Metamaterial Design for Lenses

Yevgenia Kozorovitskiy, associate professor at Northwestern University, and Abdoulaye Ndao, assistant professor at Boston University, use innovations in metamaterial design to enhance performance of fluorescence photometry. They seek to unlock possibilities enabled by miniaturization by using flexible, tissue-compatible materials, reconfigurable metalenses, advanced beam steering applications, and simplified microscope components. Their advances may make these tools and techniques available to more labs, helping to democratize science.

Optical Control to Study Parkinson’s Disease

Luis Carrillo-Reid, associate professor at the National Autonomous University of Mexico, and Jose Rodriguez Romaguera, assistant professor at University of North Carolina, Chapel Hill, will use two-photon calcium imaging, two-photon optogenetics, and develop a novel method to track physiological arousal states. They will implement infrared sensors to track real-time arousal states in a rodent model. Their goal is to use this closed-loop technology to study Parkinson's disease and gain insights that may help unravel the complex mechanisms of this neurodegenerative disorder.

Computational Microscopy for High-Speed Voltage Imaging

Nicolas Pégard, assistant professor at the University of North Carolina, Chapel Hill, will receive an award to collaborate with group leader Srinivas Turaga, who is supported by the Howard Hughes Medical Institute at Janelia Research Campus. Together they will develop custom hardware and software to enable microscopy of 3D voltage imaging in deep-brain neural circuits. Voltage imaging is a powerful tool that has historically been challenging to implement. This team’s optical hardware and analysis software will make this transformational imaging method more robust and technologically accessible.

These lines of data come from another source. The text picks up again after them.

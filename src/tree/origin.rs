use std::ops::{Deref, DerefMut};

use super::topology::TopologyIndex;
use super::{FlowTree, StructureMut};
use crate::document::NodeKey;
use crate::error::{FlowError, Result};
use crate::notify::{Emitter, ListenerId};

#[derive(Debug, Clone, Copy, PartialEq, Eq)]
pub struct TreeChange {
    pub version: u64,
}

#[derive(Debug, Default, Clone, Copy)]
struct BatchState {
    open: bool,
    pending: bool,
}

/// Canonical topology of a document. Every structural edit lands here.
pub struct OriginTree {
    index: TopologyIndex<NodeKey>,
    version: u64,
    batch: BatchState,
    listeners: Emitter<TreeChange>,
}

impl OriginTree {
    pub fn new(root: NodeKey) -> Self {
        Self {
            index: TopologyIndex::new(root),
            version: 0,
            batch: BatchState::default(),
            listeners: Emitter::new(),
        }
    }

    pub fn version(&self) -> u64 {
        self.version
    }

    /// Indexes a freshly created node. It has no structure yet, so nothing fires.
    pub(crate) fn register(&mut self, key: NodeKey) {
        self.index.ensure(key);
    }

    pub fn on_change(&mut self, listener: impl FnMut(&TreeChange) + 'static) -> ListenerId {
        self.listeners.subscribe(listener)
    }

    pub fn off_change(&mut self, id: ListenerId) -> bool {
        self.listeners.unsubscribe(id)
    }

    pub fn in_batch(&self) -> bool {
        self.batch.open
    }

    /// Opens a batch: notifications are held until the guard drops, then at
    /// most one fires for everything that changed in between.
    pub fn batch(&mut self) -> Result<OriginBatch<'_>> {
        if !self.begin_batch() {
            return Err(FlowError::BatchActive);
        }
        Ok(OriginBatch { tree: self })
    }

    /// Returns false when a batch was already open.
    pub(crate) fn begin_batch(&mut self) -> bool {
        if self.batch.open {
            return false;
        }
        self.batch = BatchState {
            open: true,
            pending: false,
        };
        true
    }

    pub(crate) fn end_batch(&mut self) {
        let pending = self.batch.pending;
        self.batch = BatchState::default();
        if pending {
            self.flush();
        }
    }

    pub(crate) fn clear_listeners(&mut self) {
        self.listeners.clear();
    }

    fn commit(&mut self, changed: bool) {
        if !changed {
            return;
        }
        self.version += 1;
        if self.batch.open {
            self.batch.pending = true;
        } else {
            self.flush();
        }
    }

    fn flush(&mut self) {
        let change = TreeChange {
            version: self.version,
        };
        self.listeners.emit(&change);
    }
}

impl FlowTree for OriginTree {
    fn index(&self) -> &TopologyIndex<NodeKey> {
        &self.index
    }
}

impl StructureMut for OriginTree {
    fn add_child(&mut self, parent: NodeKey, child: NodeKey, index: Option<usize>) -> Result<()> {
        let changed = self.index.add_child(parent, child, index)?;
        self.commit(changed);
        Ok(())
    }

    fn insert_after(&mut self, before: NodeKey, after: NodeKey) -> Result<()> {
        let changed = self.index.insert_after(before, after)?;
        self.commit(changed);
        Ok(())
    }

    fn remove_parent(&mut self, node: NodeKey) -> Result<()> {
        let changed = self.index.remove_parent(node)?;
        self.commit(changed);
        Ok(())
    }

    fn remove(&mut self, node: NodeKey, with_children: bool) -> Result<Vec<NodeKey>> {
        let removed = self.index.remove(node, with_children)?;
        self.commit(true);
        Ok(removed)
    }

    fn move_children(&mut self, parent: NodeKey, nodes: &[NodeKey], index: usize) -> Result<()> {
        let changed = self.index.move_children(parent, nodes, index)?;
        self.commit(changed);
        Ok(())
    }
}

/// Scoped batch over an [`OriginTree`]; dereferences to the tree.
pub struct OriginBatch<'a> {
    tree: &'a mut OriginTree,
}

impl Deref for OriginBatch<'_> {
    type Target = OriginTree;

    fn deref(&self) -> &OriginTree {
        self.tree
    }
}

impl DerefMut for OriginBatch<'_> {
    fn deref_mut(&mut self) -> &mut OriginTree {
        self.tree
    }
}

impl Drop for OriginBatch<'_> {
    fn drop(&mut self) {
        self.tree.end_batch();
    }
}

#[cfg(test)]
mod tests {
    use super::*;
    use std::cell::RefCell;
    use std::rc::Rc;

    fn keys(count: u32) -> Vec<NodeKey> {
        (0..count).map(|idx| NodeKey::new(idx, 0)).collect()
    }

    fn recorder(tree: &mut OriginTree) -> Rc<RefCell<Vec<u64>>> {
        let seen = Rc::new(RefCell::new(Vec::new()));
        let sink = seen.clone();
        tree.on_change(move |change| sink.borrow_mut().push(change.version));
        seen
    }

    #[test]
    fn each_mutation_fires_once_and_bumps_version() {
        let k = keys(4);
        let mut tree = OriginTree::new(k[0]);
        let seen = recorder(&mut tree);
        tree.add_child(k[0], k[1], None).unwrap();
        tree.add_child(k[0], k[2], None).unwrap();
        tree.insert_after(k[1], k[3]).unwrap();
        assert_eq!(*seen.borrow(), vec![1, 2, 3]);
        assert_eq!(tree.children(k[0]), &[k[1], k[3], k[2]]);
    }

    #[test]
    fn no_op_mutations_stay_silent() {
        let k = keys(2);
        let mut tree = OriginTree::new(k[0]);
        tree.add_child(k[0], k[1], None).unwrap();
        let seen = recorder(&mut tree);
        tree.add_child(k[0], k[1], Some(0)).unwrap();
        tree.remove_parent(k[0]).unwrap();
        assert!(seen.borrow().is_empty());
        assert_eq!(tree.version(), 1);
    }

    #[test]
    fn batch_flushes_a_single_notification() {
        let k = keys(4);
        let mut tree = OriginTree::new(k[0]);
        let seen = recorder(&mut tree);
        {
            let mut batch = tree.batch().unwrap();
            batch.add_child(k[0], k[1], None).unwrap();
            batch.add_child(k[0], k[2], None).unwrap();
            batch.add_child(k[1], k[3], None).unwrap();
            assert!(seen.borrow().is_empty());
            assert!(matches!(batch.batch(), Err(FlowError::BatchActive)));
        }
        assert_eq!(*seen.borrow(), vec![3]);
        assert!(!tree.in_batch());
    }

    #[test]
    fn empty_batch_fires_nothing() {
        let k = keys(1);
        let mut tree = OriginTree::new(k[0]);
        let seen = recorder(&mut tree);
        drop(tree.batch().unwrap());
        assert!(seen.borrow().is_empty());
    }

    #[test]
    fn topology_errors_surface_through_flow_error() {
        let k = keys(3);
        let mut tree = OriginTree::new(k[0]);
        tree.add_child(k[0], k[1], None).unwrap();
        let err = tree.add_child(k[1], k[0], None).unwrap_err();
        assert!(matches!(err, FlowError::Topology(_)));
        let err = tree.remove(k[2], true).unwrap_err();
        assert!(err.to_string().contains("not part of the tree"));
    }
}
//! The incremental layout pass and the world-space geometry reads built on
//! top of its results.
//!
//! A pass visits the render tree children-first. Once every child of a node
//! has settled, the node's extent only depends on those children, and its
//! position only depends on its own extent and on the bounds of the previous
//! visible sibling, which was settled earlier in the same walk. A node is
//! skipped when it is clean, its structural signature is unchanged and its
//! previous sibling did not move in this pass.

use tracing::{debug, trace};

use super::geometry::{CacheValue, GlobalSlot, LocalSlot, Signature};
use super::strategy::LayoutStrategy;
use super::types::{Point, Rect, Size};
use crate::config::SpacingConfig;
use crate::document::{FlowNode, NodeArena, NodeKey};
use crate::kinds::MetaNumber;
use crate::tree::{FlowTree, RenderTree};

pub(crate) fn visible_children(tree: &RenderTree, nodes: &NodeArena, key: NodeKey) -> Vec<NodeKey> {
    tree.children(key)
        .iter()
        .copied()
        .filter(|child| nodes.get(*child).is_some_and(|node| !node.is_hidden()))
        .collect()
}

fn resolve(value: Option<&MetaNumber>, node: &FlowNode, default: f32) -> f32 {
    value
        .map(|number| number.resolve(&node.view()))
        .unwrap_or(default)
}

/// Spacing facts a parent imposes on its children.
#[derive(Debug, Clone, Copy)]
struct Placement {
    inline: bool,
    spacing: f32,
    spacing_pre: f32,
    gap: f32,
}

impl Placement {
    fn of(parent: &FlowNode, defaults: &SpacingConfig) -> Self {
        let meta = &parent.entry().meta;
        Self {
            inline: meta.is_inline_blocks(),
            spacing: resolve(meta.spacing.as_ref(), parent, defaults.node_spacing),
            spacing_pre: resolve(
                meta.inline_spacing_pre.as_ref(),
                parent,
                defaults.inline_spacing_pre,
            ),
            gap: resolve(
                meta.min_inline_block_spacing.as_ref(),
                parent,
                defaults.min_inline_block_spacing,
            ),
        }
    }
}

/// Extent and children offset of a container, from its children's settled
/// local bounds.
pub(crate) fn container_extent<S: LayoutStrategy + ?Sized>(
    strategy: &S,
    nodes: &NodeArena,
    node: &FlowNode,
    children: &[NodeKey],
    defaults: &SpacingConfig,
) -> (Rect, Point) {
    let meta = &node.entry().meta;
    let row = children
        .iter()
        .filter_map(|child| nodes.get(*child)?.geometry.local_bounds)
        .reduce(|acc, bounds| acc.union(&bounds));
    let inline = meta.is_inline_blocks();
    let offset = match row {
        Some(row) if inline => strategy.children_offset(row),
        _ => Point::ZERO,
    };
    let mut extent = Rect::point(Point::ZERO);
    if let Some(row) = row {
        extent = extent.union(&row.translate(offset));
    }
    extent = extent.expand(meta.padding());
    if inline {
        let after = resolve(
            meta.inline_spacing_after.as_ref(),
            node,
            defaults.inline_spacing_after,
        );
        extent = strategy.extend_main(extent, after);
    }
    (extent, offset)
}

fn leaf_extent<S: LayoutStrategy + ?Sized>(strategy: &S, node: &FlowNode) -> Rect {
    let state = &node.geometry;
    Rect::anchored(
        state.size,
        state.origin.unwrap_or_else(|| strategy.default_origin()),
    )
}

pub struct LayoutPass<'a> {
    tree: &'a RenderTree,
    nodes: &'a mut NodeArena,
    spacing: &'a SpacingConfig,
    epoch: u64,
    recomputed: usize,
}

impl<'a> LayoutPass<'a> {
    pub(crate) fn new(
        tree: &'a RenderTree,
        nodes: &'a mut NodeArena,
        spacing: &'a SpacingConfig,
        epoch: u64,
    ) -> Self {
        Self {
            tree,
            nodes,
            spacing,
            epoch,
            recomputed: 0,
        }
    }

    pub fn epoch(&self) -> u64 {
        self.epoch
    }

    /// Nodes whose geometry was recomputed so far in this pass.
    pub fn recomputed(&self) -> usize {
        self.recomputed
    }

    pub fn run<S: LayoutStrategy + ?Sized>(&mut self, strategy: &S) {
        let root = self.tree.root();
        self.visit(strategy, root, None, 0);
        debug!(
            epoch = self.epoch,
            recomputed = self.recomputed,
            "layout pass finished"
        );
    }

    /// Lays out `key` and its subtree; returns whether its local bounds moved.
    fn visit<S: LayoutStrategy + ?Sized>(
        &mut self,
        strategy: &S,
        key: NodeKey,
        prev: Option<NodeKey>,
        index: usize,
    ) -> bool {
        let children = visible_children(self.tree, self.nodes, key);
        let mut child_changed = false;
        let mut prev_child = None;
        for (idx, child) in children.iter().enumerate() {
            child_changed |= self.visit(strategy, *child, prev_child, idx);
            prev_child = Some(*child);
        }

        let signature = Signature {
            parent: self.tree.parent(key),
            prev,
            index,
            child_count: children.len(),
            collapsed: self.tree.is_collapsed(key),
        };
        let prev_state = prev.and_then(|prev| self.nodes.get(prev)).map(|node| &node.geometry);
        let prev_moved = prev_state.is_some_and(|state| state.changed_epoch == self.epoch);
        let prev_bounds = prev_state.and_then(|state| state.local_bounds);

        let epoch = self.epoch;
        {
            let Some(node) = self.nodes.get_mut(key) else {
                return false;
            };
            let state = &mut node.geometry;
            state.visited_epoch = epoch;
            if state.signature != Some(signature) || child_changed {
                state.mark_dirty();
            }
            if !state.local_dirty && !prev_moved && state.local_bounds.is_some() {
                return false;
            }
        }
        self.update_node(strategy, key, &children, signature, prev_bounds)
    }

    fn update_node<S: LayoutStrategy + ?Sized>(
        &mut self,
        strategy: &S,
        key: NodeKey,
        children: &[NodeKey],
        signature: Signature,
        prev_bounds: Option<Rect>,
    ) -> bool {
        let nodes: &NodeArena = self.nodes;
        let Some(node) = nodes.get(key) else {
            return false;
        };
        let state = &node.geometry;

        let extent = match state.local(LocalSlot::Extent).and_then(CacheValue::rect) {
            Some(extent) => extent,
            None if node.is_container() => {
                let (extent, offset) = container_extent(strategy, nodes, node, children, self.spacing);
                state.store_local(LocalSlot::ChildrenOffset, CacheValue::Point(offset));
                state.store_local(LocalSlot::Extent, CacheValue::Rect(extent));
                extent
            }
            None => {
                let extent = leaf_extent(strategy, node);
                state.store_local(LocalSlot::Extent, CacheValue::Rect(extent));
                extent
            }
        };

        let position = match signature.parent.and_then(|parent| nodes.get(parent)) {
            Some(parent) => {
                let placement = Placement::of(parent, self.spacing);
                if placement.inline {
                    strategy.inline_position(prev_bounds, extent, placement.spacing_pre, placement.gap)
                } else {
                    strategy.stacked_position(prev_bounds, extent, placement.spacing)
                }
            }
            None => Point::ZERO,
        };
        let bounds = extent.translate(position);
        trace!(id = node.id(), ?bounds, "recomputed geometry");

        let epoch = self.epoch;
        self.recomputed += 1;
        let Some(node) = self.nodes.get_mut(key) else {
            return false;
        };
        let state = &mut node.geometry;
        let changed = state.local_bounds != Some(bounds);
        state.position = position;
        state.local_bounds = Some(bounds);
        state.signature = Some(signature);
        state.local_dirty = false;
        if changed {
            state.changed_epoch = epoch;
        }
        changed
    }
}

/// World-space reads over the result of the last pass. Global values are
/// memoised per pass epoch.
pub struct GeometryReader<'a> {
    pub(crate) tree: &'a RenderTree,
    pub(crate) nodes: &'a NodeArena,
    pub(crate) strategy: &'a dyn LayoutStrategy,
    pub(crate) spacing: &'a SpacingConfig,
    pub(crate) epoch: u64,
}

impl GeometryReader<'_> {
    /// Only nodes reached by the last pass have geometry.
    fn laid_out(&self, key: NodeKey) -> Option<&FlowNode> {
        let node = self.nodes.get(key)?;
        (self.epoch > 0 && node.geometry.visited_epoch == self.epoch).then_some(node)
    }

    pub fn position(&self, key: NodeKey) -> Option<Point> {
        Some(self.laid_out(key)?.geometry.position)
    }

    pub fn local_bounds(&self, key: NodeKey) -> Option<Rect> {
        self.laid_out(key)?.geometry.local_bounds
    }

    /// Stored size for leaves; containers derive it from their children on
    /// every call.
    pub fn size(&self, key: NodeKey) -> Option<Size> {
        let node = self.laid_out(key)?;
        if !node.is_container() {
            return Some(node.geometry.size);
        }
        let children = visible_children(self.tree, self.nodes, key);
        let (extent, _) = container_extent(self.strategy, self.nodes, node, &children, self.spacing);
        Some(extent.size())
    }

    fn children_offset(&self, key: NodeKey, node: &FlowNode) -> Point {
        if let Some(offset) = node
            .geometry
            .local(LocalSlot::ChildrenOffset)
            .and_then(CacheValue::point)
        {
            return offset;
        }
        if !node.is_container() {
            return Point::ZERO;
        }
        let children = visible_children(self.tree, self.nodes, key);
        container_extent(self.strategy, self.nodes, node, &children, self.spacing).1
    }

    /// Origin of the node's own frame in world space.
    pub fn world_origin(&self, key: NodeKey) -> Option<Point> {
        let node = self.laid_out(key)?;
        let state = &node.geometry;
        if let Some(origin) = state
            .global(GlobalSlot::WorldOrigin, self.epoch)
            .and_then(CacheValue::point)
        {
            return Some(origin);
        }
        let frame = match self.tree.parent(key) {
            Some(parent) => {
                let parent_node = self.laid_out(parent)?;
                self.world_origin(parent)? + self.children_offset(parent, parent_node)
            }
            None => Point::ZERO,
        };
        let origin = frame + state.position;
        state.store_global(GlobalSlot::WorldOrigin, self.epoch, CacheValue::Point(origin));
        Some(origin)
    }

    pub fn bounds(&self, key: NodeKey) -> Option<Rect> {
        let node = self.laid_out(key)?;
        let state = &node.geometry;
        if let Some(bounds) = state
            .global(GlobalSlot::Bounds, self.epoch)
            .and_then(CacheValue::rect)
        {
            return Some(bounds);
        }
        let local = state.local_bounds?;
        let frame = self.world_origin(key)? - state.position;
        let bounds = local.translate(frame);
        state.store_global(GlobalSlot::Bounds, self.epoch, CacheValue::Rect(bounds));
        Some(bounds)
    }

    pub fn input_point(&self, key: NodeKey) -> Option<Point> {
        self.anchor(key, GlobalSlot::InputPoint)
    }

    pub fn output_point(&self, key: NodeKey) -> Option<Point> {
        self.anchor(key, GlobalSlot::OutputPoint)
    }

    fn anchor(&self, key: NodeKey, slot: GlobalSlot) -> Option<Point> {
        let node = self.laid_out(key)?;
        if let Some(point) = node
            .geometry
            .global(slot, self.epoch)
            .and_then(CacheValue::point)
        {
            return Some(point);
        }
        let bounds = self.bounds(key)?;
        let point = match slot {
            GlobalSlot::OutputPoint => self.strategy.output_point(bounds),
            _ => self.strategy.input_point(bounds),
        };
        node.geometry
            .store_global(slot, self.epoch, CacheValue::Point(point));
        Some(point)
    }
}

Imaging Neural Activity and Spatial Transcriptomics

Changwoo Seo, postdoctoral fellow working with Catherine Dulac at Harvard University, and Weijian Zong, postdoctoral fellow working with May-Britt and Edvard Moser at the Norwegian University of Science and Technology, strive to bridge the knowledge gap of how neuronal architectures of cell types and activity patterns contribute to behavior. They will combine two new techniques – imaging-based single-cell transcriptomics and miniature 2-photon microscopy – to measure how gene expression governs neural clusters and how different cell types contribute to neural circuits that control social behavior in mice.